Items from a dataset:
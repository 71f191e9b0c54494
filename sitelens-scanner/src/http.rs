use crate::error::{CaptureError, Result};
use crate::pool::ContextLease;
use crate::renderer::Renderer;
use crate::snapshot::{
    Cookie, RawPageSnapshot, RequestRecord, ResponseRecord, ScriptAsset, StyleAsset,
};
use once_cell::sync::Lazy;
use reqwest::Client;
use reqwest::header::HeaderMap;
use scraper::{Html, Selector};
use std::collections::BTreeMap;
use std::time::{Duration, Instant};
use tracing::debug;
use url::Url;

pub const DEFAULT_USER_AGENT: &str = "SiteLens/0.1 (+https://github.com/trapdoorsec/sitelens)";

static TITLE: Lazy<Selector> = Lazy::new(|| Selector::parse("title").unwrap());
static SCRIPT: Lazy<Selector> = Lazy::new(|| Selector::parse("script").unwrap());
static STYLESHEET: Lazy<Selector> =
    Lazy::new(|| Selector::parse(r#"link[rel~="stylesheet"][href]"#).unwrap());
static STYLE: Lazy<Selector> = Lazy::new(|| Selector::parse("style").unwrap());
static ANCHOR: Lazy<Selector> = Lazy::new(|| Selector::parse("a[href]").unwrap());

/// Static engine: one GET of the document, markup parsed with `scraper`.
///
/// Scripts are never executed, so client-rendered markup is only what the
/// server sent. The request log holds the single document exchange.
#[derive(Debug, Clone)]
pub struct HttpRenderer {
    client: Client,
}

impl HttpRenderer {
    pub fn new() -> Result<Self> {
        Self::with_user_agent(DEFAULT_USER_AGENT)
    }

    pub fn with_user_agent(user_agent: &str) -> Result<Self> {
        let client = Client::builder()
            .user_agent(user_agent)
            .connect_timeout(Duration::from_secs(10))
            .pool_max_idle_per_host(10)
            .pool_idle_timeout(Duration::from_secs(90))
            .tcp_keepalive(Duration::from_secs(60))
            .redirect(reqwest::redirect::Policy::limited(5))
            .build()
            .map_err(|e| CaptureError::Engine(format!("Failed to create HTTP client: {}", e)))?;

        Ok(Self { client })
    }
}

impl Renderer for HttpRenderer {
    async fn render(
        &self,
        url: &str,
        timeout: Duration,
        _lease: ContextLease,
    ) -> Result<RawPageSnapshot> {
        debug!("Fetching {}", url);

        let start = Instant::now();
        let response = self
            .client
            .get(url)
            .timeout(timeout)
            .send()
            .await
            .map_err(|e| map_reqwest_error(url, timeout, e))?;

        let final_url = response.url().to_string();
        let status = response.status().as_u16();
        let headers = response.headers().clone();
        let cookies = response_cookies(&response);
        let body = response
            .text()
            .await
            .map_err(|e| map_reqwest_error(url, timeout, e))?;
        debug!(url, status, elapsed_ms = start.elapsed().as_millis() as u64, "Document fetched");

        let mut snapshot = extract_document(&body, &final_url);
        snapshot.url = url.to_string();
        snapshot.cookies = cookies;
        snapshot.requests.push(RequestRecord {
            url: url.to_string(),
            method: "GET".to_string(),
            resource_type: "Document".to_string(),
        });
        snapshot.responses.push(ResponseRecord {
            url: final_url,
            status,
            headers: Some(flatten_headers(&headers)),
            method: "GET".to_string(),
        });

        Ok(snapshot)
    }
}

fn map_reqwest_error(url: &str, timeout: Duration, e: reqwest::Error) -> CaptureError {
    if e.is_timeout() {
        CaptureError::Timeout {
            url: url.to_string(),
            timeout_ms: timeout.as_millis() as u64,
        }
    } else {
        CaptureError::navigation(url, e)
    }
}

/// Parse markup into a snapshot. Relative asset and link URLs are resolved
/// against `base_url`.
pub fn extract_document(html: &str, base_url: &str) -> RawPageSnapshot {
    let document = Html::parse_document(html);
    let base = Url::parse(base_url).ok();
    let mut snapshot = RawPageSnapshot::new(base_url);
    snapshot.html = html.to_string();

    snapshot.title = document
        .select(&TITLE)
        .next()
        .map(|t| t.text().collect::<String>().trim().to_string())
        .unwrap_or_default();

    for element in document.select(&SCRIPT) {
        match element.value().attr("src") {
            Some(src) => snapshot
                .scripts
                .push(ScriptAsset::external(resolve(base.as_ref(), src))),
            None => {
                let content: String = element.text().collect();
                if !content.trim().is_empty() {
                    snapshot.scripts.push(ScriptAsset::inline(content));
                }
            }
        }
    }

    for element in document.select(&STYLESHEET) {
        if let Some(href) = element.value().attr("href") {
            snapshot
                .styles
                .external
                .push(StyleAsset::external(resolve(base.as_ref(), href)));
        }
    }

    for element in document.select(&STYLE) {
        let content: String = element.text().collect();
        if !content.trim().is_empty() {
            snapshot.styles.inline.push(StyleAsset::inline(content));
        }
    }

    for element in document.select(&ANCHOR) {
        if let Some(href) = element.value().attr("href")
            && let Some(link) = resolve_link(base.as_ref(), href)
        {
            snapshot.links.push(link);
        }
    }

    snapshot
}

fn resolve(base: Option<&Url>, reference: &str) -> String {
    base.and_then(|b| b.join(reference).ok())
        .map(|u| u.to_string())
        .unwrap_or_else(|| reference.to_string())
}

fn resolve_link(base: Option<&Url>, href: &str) -> Option<String> {
    if href.is_empty()
        || href.starts_with("javascript:")
        || href.starts_with("mailto:")
        || href.starts_with("tel:")
        || href.starts_with('#')
    {
        return None;
    }

    let mut url = base?.join(href).ok()?;
    url.set_fragment(None);
    Some(url.to_string())
}

/// Lower-cased header map; repeated headers are joined with ", ".
pub fn flatten_headers(headers: &HeaderMap) -> BTreeMap<String, String> {
    let mut flat: BTreeMap<String, String> = BTreeMap::new();
    for (name, value) in headers {
        let Ok(value) = value.to_str() else {
            debug!(header = %name, "Skipping non-text header value");
            continue;
        };
        flat.entry(name.as_str().to_lowercase())
            .and_modify(|existing| {
                existing.push_str(", ");
                existing.push_str(value);
            })
            .or_insert_with(|| value.to_string());
    }
    flat
}

/// Cookies set by the response. Domain and path default to the response
/// URL's host and `/` when the attribute is absent.
fn response_cookies(response: &reqwest::Response) -> Vec<Cookie> {
    let host = response.url().host_str().unwrap_or_default().to_string();
    response
        .cookies()
        .map(|c| Cookie {
            name: c.name().to_string(),
            value: c.value().to_string(),
            domain: c
                .domain()
                .map(|d| d.trim_start_matches('.').to_string())
                .filter(|d| !d.is_empty())
                .unwrap_or_else(|| host.clone()),
            path: c
                .path()
                .filter(|p| !p.is_empty())
                .unwrap_or("/")
                .to_string(),
            secure: c.secure(),
            http_only: c.http_only(),
        })
        .collect()
}

#[cfg(test)]
mod tests {
    use super::*;
    use crate::pool::ContextPool;
    use reqwest::header::HeaderValue;
    use wiremock::{
        Mock, MockServer, ResponseTemplate,
        matchers::{method, path},
    };

    #[test]
    fn test_extract_document_collects_assets() {
        let html = r#"<html><head>
            <title> Demo Shop </title>
            <link rel="stylesheet" href="/css/bootstrap-4.6.0.min.css">
            <link rel="preload" href="/font.woff2">
            <style>.x { color: red }</style>
            <script src="/js/jquery-3.6.0.min.js"></script>
            <script>window.__NEXT_DATA__ = {};</script>
            <script>   </script>
        </head><body>
            <a href="/about#team">About</a>
            <a href="mailto:hi@example.com">Mail</a>
            <a href="https://other.example.org/">Other</a>
        </body></html>"#;

        let snapshot = extract_document(html, "https://shop.example.com/");

        assert_eq!(snapshot.title, "Demo Shop");
        assert_eq!(snapshot.scripts.len(), 2);
        assert_eq!(
            snapshot.scripts[0].source.as_deref(),
            Some("https://shop.example.com/js/jquery-3.6.0.min.js")
        );
        assert!(snapshot.scripts[1].content.as_deref().unwrap().contains("__NEXT_DATA__"));
        assert_eq!(snapshot.styles.external.len(), 1);
        assert_eq!(snapshot.styles.inline.len(), 1);
        assert_eq!(
            snapshot.links,
            vec!["https://shop.example.com/about", "https://other.example.org/"]
        );
    }

    #[test]
    fn test_flatten_headers_lowercases_and_joins() {
        let mut headers = HeaderMap::new();
        headers.append("X-Frame-Options", HeaderValue::from_static("DENY"));
        headers.append("Vary", HeaderValue::from_static("Accept"));
        headers.append("Vary", HeaderValue::from_static("Origin"));

        let flat = flatten_headers(&headers);

        assert_eq!(flat.get("x-frame-options").map(String::as_str), Some("DENY"));
        assert_eq!(flat.get("vary").map(String::as_str), Some("Accept, Origin"));
    }

    #[tokio::test]
    async fn test_render_reads_cookie_attributes() {
        let mock_server = MockServer::start().await;

        Mock::given(method("GET"))
            .and(path("/login"))
            .respond_with(
                ResponseTemplate::new(200)
                    .append_header("Set-Cookie", "session=abc; Path=/app; Secure; HttpOnly")
                    .append_header("Set-Cookie", "theme=dark; Domain=.example.com")
                    .append_header("Set-Cookie", "garbage")
                    .set_body_string("<html></html>"),
            )
            .mount(&mock_server)
            .await;

        let renderer = HttpRenderer::new().unwrap();
        let pool = ContextPool::new(1);
        let url = format!("{}/login", mock_server.uri());
        let snapshot = renderer
            .render(&url, Duration::from_secs(5), pool.acquire().await.unwrap())
            .await
            .unwrap();

        let session = snapshot.cookies.iter().find(|c| c.name == "session").unwrap();
        assert_eq!(session.value, "abc");
        assert_eq!(session.path, "/app");
        assert_eq!(session.domain, "127.0.0.1");
        assert!(session.secure && session.http_only);

        let theme = snapshot.cookies.iter().find(|c| c.name == "theme").unwrap();
        assert_eq!(theme.domain, "example.com");
        assert_eq!(theme.path, "/");
        assert!(!theme.secure && !theme.http_only);

        assert!(snapshot.cookies.iter().all(|c| c.name != "garbage"));
        assert_eq!(pool.active(), 0);
    }

    #[tokio::test]
    async fn test_render_builds_snapshot_from_response() {
        let mock_server = MockServer::start().await;
        let body = r#"<html><head><title>Home</title>
            <script src="/static/app.js"></script></head>
            <body><div data-reactroot=""></div></body></html>"#;

        Mock::given(method("GET"))
            .and(path("/"))
            .respond_with(
                ResponseTemplate::new(200)
                    .insert_header("content-type", "text/html")
                    .insert_header("Server", "nginx/1.25.3")
                    .insert_header("Set-Cookie", "sid=1; HttpOnly")
                    .set_body_string(body),
            )
            .mount(&mock_server)
            .await;

        let renderer = HttpRenderer::new().unwrap();
        let pool = ContextPool::new(1);
        let url = format!("{}/", mock_server.uri());
        let snapshot = renderer
            .render(&url, Duration::from_secs(5), pool.acquire().await.unwrap())
            .await
            .unwrap();

        assert_eq!(snapshot.url, url);
        assert_eq!(snapshot.title, "Home");
        assert_eq!(snapshot.scripts.len(), 1);
        assert_eq!(snapshot.cookies.len(), 1);
        assert_eq!(snapshot.requests.len(), 1);
        assert_eq!(snapshot.responses.len(), 1);

        let headers = snapshot.responses[0].headers.as_ref().unwrap();
        assert_eq!(headers.get("server").map(String::as_str), Some("nginx/1.25.3"));
        assert_eq!(snapshot.responses[0].status, 200);
    }

    #[tokio::test]
    async fn test_render_slow_server_times_out() {
        let mock_server = MockServer::start().await;

        Mock::given(method("GET"))
            .and(path("/slow"))
            .respond_with(
                ResponseTemplate::new(200)
                    .set_body_string("<html></html>")
                    .set_delay(Duration::from_secs(2)),
            )
            .mount(&mock_server)
            .await;

        let renderer = HttpRenderer::new().unwrap();
        let url = format!("{}/slow", mock_server.uri());
        let pool = ContextPool::new(1);
        let err = renderer
            .render(&url, Duration::from_millis(100), pool.acquire().await.unwrap())
            .await
            .unwrap_err();

        assert!(err.is_timeout(), "expected timeout, got {err}");
    }

    #[tokio::test]
    async fn test_render_unreachable_host_is_navigation_error() {
        let renderer = HttpRenderer::new().unwrap();
        let pool = ContextPool::new(1);
        // Port 9 on loopback is not expected to accept connections.
        let err = renderer
            .render("http://127.0.0.1:9/", Duration::from_secs(2), pool.acquire().await.unwrap())
            .await
            .unwrap_err();

        assert!(matches!(err, CaptureError::Navigation { .. }));
    }
}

**What to do:**
Could you reproduce exactly the lines of the entries above, from the one with "filename sitelens-scanner/src/http.rs" through the one with "use reqwest::Client;", and nothing else?

**Answer to this exercise:**
filename sitelens-scanner/src/http.rs
use crate::error::{CaptureError, Result};
use crate::pool::ContextLease;
use crate::renderer::Renderer;
use crate::snapshot::{
    Cookie, RawPageSnapshot, RequestRecord, ResponseRecord, ScriptAsset, StyleAsset,
};
use once_cell::sync::Lazy;
use reqwest::Client;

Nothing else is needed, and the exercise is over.